Victoria Theatre & Concert Hall - Majulah Singapura

Empress Place
South, Singapore
July 2014

After a four-year refurbishment costing $158 million, the Victoria Theatre and Concert Hall opened its doors again. Singapore's oldest performing arts venue, the original architecture of the 152-year-old Victoria Theatre and Concert Hall was largely preserved.



First established as two separate buildings - a town hall and a memorial hall to honour Queen Victoria, the buildings are linked by a 54-metre high clock tower. Gazetted as a National Monument in 1992, the Victoria Theatre and Concert Hall witnessed many significant moments in Singapore's history.


  • During World War II, the Concert Hall (then known as the Memorial Hall) served as a makeshift hospital, and was also the venue for war crime trials in 1937.
       
  • In November 1954, the People's Action Party's inaugural meeting took place in the Memorial Hall.
      
  • In the mid-1950s, Singapore's national anthem was originally composed to celebrate the reopening of Victoria Theatre after its earlier refurbishment.
       
The central passageway between Victoria Concert Hall and Victoria Theatre which existed since 1905 was reinstated with the restoration of the Central Atrium. Located on the first storey and at the entrance of the thereat and concert hall, it presents two varied designs reflecting the new and the old - The Victoria Concert Hall with its ornate archways and rusticated columns contrast with the Victoria Theatre's new precast panels which are relief-etched.
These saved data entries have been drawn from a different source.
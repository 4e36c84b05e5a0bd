//! Prober trait abstraction.
//!
//! Defines the reachability-probe contract the sweep engine calls into,
//! so ICMP, TCP and test probers can be used interchangeably.

use crate::error::ProbeResult;
use async_trait::async_trait;
use serde::{Deserialize, Serialize};
use std::fmt;
use std::net::Ipv4Addr;
use std::time::Duration;

/// Outcome of probing one address.
#[derive(Debug, Clone, Copy, PartialEq, Eq)]
pub struct ProbeOutcome {
    /// Whether the host answered within the timeout.
    pub responded: bool,
    /// Round-trip time, when the host answered.
    pub rtt: Option<Duration>,
}

impl ProbeOutcome {
    /// A response received after `rtt`.
    pub fn responded(rtt: Duration) -> Self {
        Self {
            responded: true,
            rtt: Some(rtt),
        }
    }

    /// No response within the timeout.
    pub fn silent() -> Self {
        Self {
            responded: false,
            rtt: None,
        }
    }
}

/// Available probe methods.
#[derive(Debug, Clone, Copy, PartialEq, Eq, Serialize, Deserialize, clap::ValueEnum)]
#[serde(rename_all = "lowercase")]
pub enum ProbeMethod {
    /// ICMP echo request (needs root or unprivileged ICMP sockets).
    #[value(alias = "ping")]
    #[serde(alias = "ping")]
    Icmp,
    /// TCP connect to well-known ports (no special privileges required).
    #[value(alias = "connect")]
    #[serde(alias = "connect")]
    Tcp,
}

impl Default for ProbeMethod {
    fn default() -> Self {
        Self::Icmp
    }
}

impl fmt::Display for ProbeMethod {
    fn fmt(&self, f: &mut fmt::Formatter<'_>) -> fmt::Result {
        match self {
            Self::Icmp => write!(f, "ICMP Echo"),
            Self::Tcp => write!(f, "TCP Connect"),
        }
    }
}

/// Trait for reachability probers.
///
/// `probe` should honour `timeout` itself; the sweep engine also bounds
/// each call, so a prober that overruns is recorded as unreachable.
///
/// # Example
///
/// ```ignore
/// use lanscout::scanner::{Prober, ProbeOutcome};
///
/// async fn is_up<P: Prober>(prober: &P, ip: Ipv4Addr) -> bool {
///     matches!(prober.probe(ip, Duration::from_millis(50)).await, Ok(o) if o.responded)
/// }
/// ```
#[async_trait]
pub trait Prober: Send + Sync {
    /// The probe method this prober implements.
    fn method(&self) -> ProbeMethod;

    /// Check if this prober requires elevated privileges.
    fn requires_privileges(&self) -> bool;

    /// Probe a single address.
    async fn probe(&self, ip: Ipv4Addr, timeout: Duration) -> ProbeResult<ProbeOutcome>;
}

#[cfg(test)]
mod tests {
    use super::*;

    #[test]
    fn test_probe_method_display() {
        assert_eq!(ProbeMethod::Icmp.to_string(), "ICMP Echo");
        assert_eq!(ProbeMethod::Tcp.to_string(), "TCP Connect");
    }

    #[test]
    fn test_probe_method_value_aliases() {
        use clap::ValueEnum;

        assert_eq!(ProbeMethod::from_str("icmp", false).unwrap(), ProbeMethod::Icmp);
        assert_eq!(ProbeMethod::from_str("ping", false).unwrap(), ProbeMethod::Icmp);
        assert_eq!(ProbeMethod::from_str("connect", false).unwrap(), ProbeMethod::Tcp);
        assert!(ProbeMethod::from_str("arp", false).is_err());
    }

    #[test]
    fn test_probe_method_serde_aliases() {
        let method: ProbeMethod = serde_json::from_str("\"ping\"").unwrap();
        assert_eq!(method, ProbeMethod::Icmp);
        let method: ProbeMethod = serde_json::from_str("\"connect\"").unwrap();
        assert_eq!(method, ProbeMethod::Tcp);
        assert_eq!(serde_json::to_string(&ProbeMethod::Tcp).unwrap(), "\"tcp\"");
    }

    #[test]
    fn test_probe_outcome() {
        let up = ProbeOutcome::responded(Duration::from_millis(3));
        assert!(up.responded);
        assert_eq!(up.rtt, Some(Duration::from_millis(3)));

        let down = ProbeOutcome::silent();
        assert!(!down.responded);
        assert_eq!(down.rtt, None);
    }
}
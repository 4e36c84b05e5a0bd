//! Error types for lanscout.
//!
//! Uses `thiserror` for ergonomic error definitions. Discovery errors are
//! fatal to a run; probe errors never leave the sweep engine.

use ipnetwork::Ipv4Network;
use std::net::Ipv4Addr;
use std::path::PathBuf;
use thiserror::Error;

/// Fatal errors raised while establishing the local network identity.
#[derive(Error, Debug)]
pub enum DiscoveryError {
    #[error("cannot enumerate network interfaces: {0}")]
    Enumeration(String),

    #[error("cannot read addresses of interface {interface}: {reason}")]
    AddressLookup { interface: String, reason: String },

    #[error("outbound route probe failed: {0}")]
    RouteProbe(String),

    #[error("outbound address {outbound} and hostname lookup {lookup} do not match")]
    IdentityMismatch { outbound: Ipv4Addr, lookup: Ipv4Addr },

    #[error("subnet check failed: {0}")]
    SubnetShape(#[from] ShapeViolation),
}

/// The specific subnet sanity check that failed.
#[derive(Error, Debug, Clone, PartialEq, Eq)]
pub enum ShapeViolation {
    #[error("no IPv4 address with a prefix found on any primary interface")]
    NoPrimaryAddress,

    #[error("primary interface network {interface} does not match outbound address {outbound}")]
    NetworkMismatch {
        interface: Ipv4Network,
        outbound: Ipv4Addr,
    },

    #[error("primary interface network is /{0}, expected /24")]
    PrefixLength(u8),

    #[error("network {network} is outside the allowed range {allowed}")]
    OutsidePrivateRange {
        network: Ipv4Network,
        allowed: Ipv4Network,
    },
}

/// Errors reported by a single reachability probe.
#[derive(Error, Debug)]
pub enum ProbeError {
    #[error("probe timed out")]
    Timeout,

    #[error("host unreachable: {0}")]
    Unreachable(String),

    #[error("prober unavailable: {0}")]
    Unavailable(String),

    #[error("IO error: {0}")]
    Io(#[from] std::io::Error),

    #[error("probe failed: {0}")]
    Other(String),
}

/// Errors loading or locating configuration.
#[derive(Error, Debug)]
pub enum ConfigError {
    #[error("could not determine configuration directory")]
    DirectoryNotFound,

    #[error("failed to read {path}: {reason}")]
    ReadFailed { path: PathBuf, reason: String },

    #[error("invalid settings file: {0}")]
    InvalidFormat(String),
}

/// Top-level error for command execution.
#[derive(Error, Debug)]
pub enum CliError {
    #[error(transparent)]
    Discovery(#[from] DiscoveryError),

    #[error(transparent)]
    Probe(#[from] ProbeError),

    #[error(transparent)]
    Config(#[from] ConfigError),

    #[error("output error: {0}")]
    Output(#[from] std::io::Error),

    #[error("{0}")]
    Other(String),
}

/// Result type alias for discovery operations.
pub type DiscoveryResult<T> = Result<T, DiscoveryError>;

/// Result type alias for probe operations.
pub type ProbeResult<T> = Result<T, ProbeError>;

/// Result type alias for configuration operations.
pub type ConfigResult<T> = Result<T, ConfigError>;

/// Result type alias for CLI commands.
pub type CliResult<T> = Result<T, CliError>;

#[cfg(test)]
mod tests {
    use super::*;

    #[test]
    fn test_shape_violation_names_failed_check() {
        let err = DiscoveryError::from(ShapeViolation::PrefixLength(16));
        assert_eq!(
            err.to_string(),
            "subnet check failed: primary interface network is /16, expected /24"
        );
    }

    #[test]
    fn test_identity_mismatch_message() {
        let err = DiscoveryError::IdentityMismatch {
            outbound: Ipv4Addr::new(192, 168, 1, 50),
            lookup: Ipv4Addr::new(192, 168, 2, 7),
        };
        assert!(err.to_string().contains("192.168.1.50"));
        assert!(err.to_string().contains("192.168.2.7"));
    }
}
Where a lift and a dark airwell used to bridge the space between the Concert Hall and the Theatre, the space now opens into a bright and sunny glass-ceiling courtyard. This was the original design between the renovation of the building in the 1950s...
    
The original marbled stairs leading upwards to the concert hall and theatre were preserved. 
A coat of non-slip floor coating had been applied...

These were new staircases lining both sides of the Central Atrium. Although stretching only one floor, they were at least 1.5 times the length of your regular HDB staircase...

Porous granite stone slabs were used to line the surfaces of the walls to create a more neo-classical feel, with the ornate wall carvings and motifs...

To add a touch of modernism, the original lamps were replaced with metallic light fixtures and automated glass doors. Where traditionalism was required, yet similar mosaic tiles were no longer produced, floor laminates were used...

The cafe where many had a fond memory of snacks at the intermission of SSO performances...

The bronze plaque outside the old cafe - "to the memory of those who were killed during the mutiny in Singapore in February 1915"...

Opposite the "1915" plaque lies the all-famous foundation stone laid by Sir Frank Athelstan Swettenham, Governor of the Straits Settlements on 09 August 1902...
(Now you understand why our National Day falls on that day)

In 1947, the Straits Settlements coat of arms that was hung on the tympanum of both wings of the building was replaced by the newly formed coat of arms of the Crown Colony of Singapore. It was later brought down in 1959 to make a plaster cast of the Coat of Arms of Singapore, which was topped of with two flagpoles with the Flag of Singapore on it.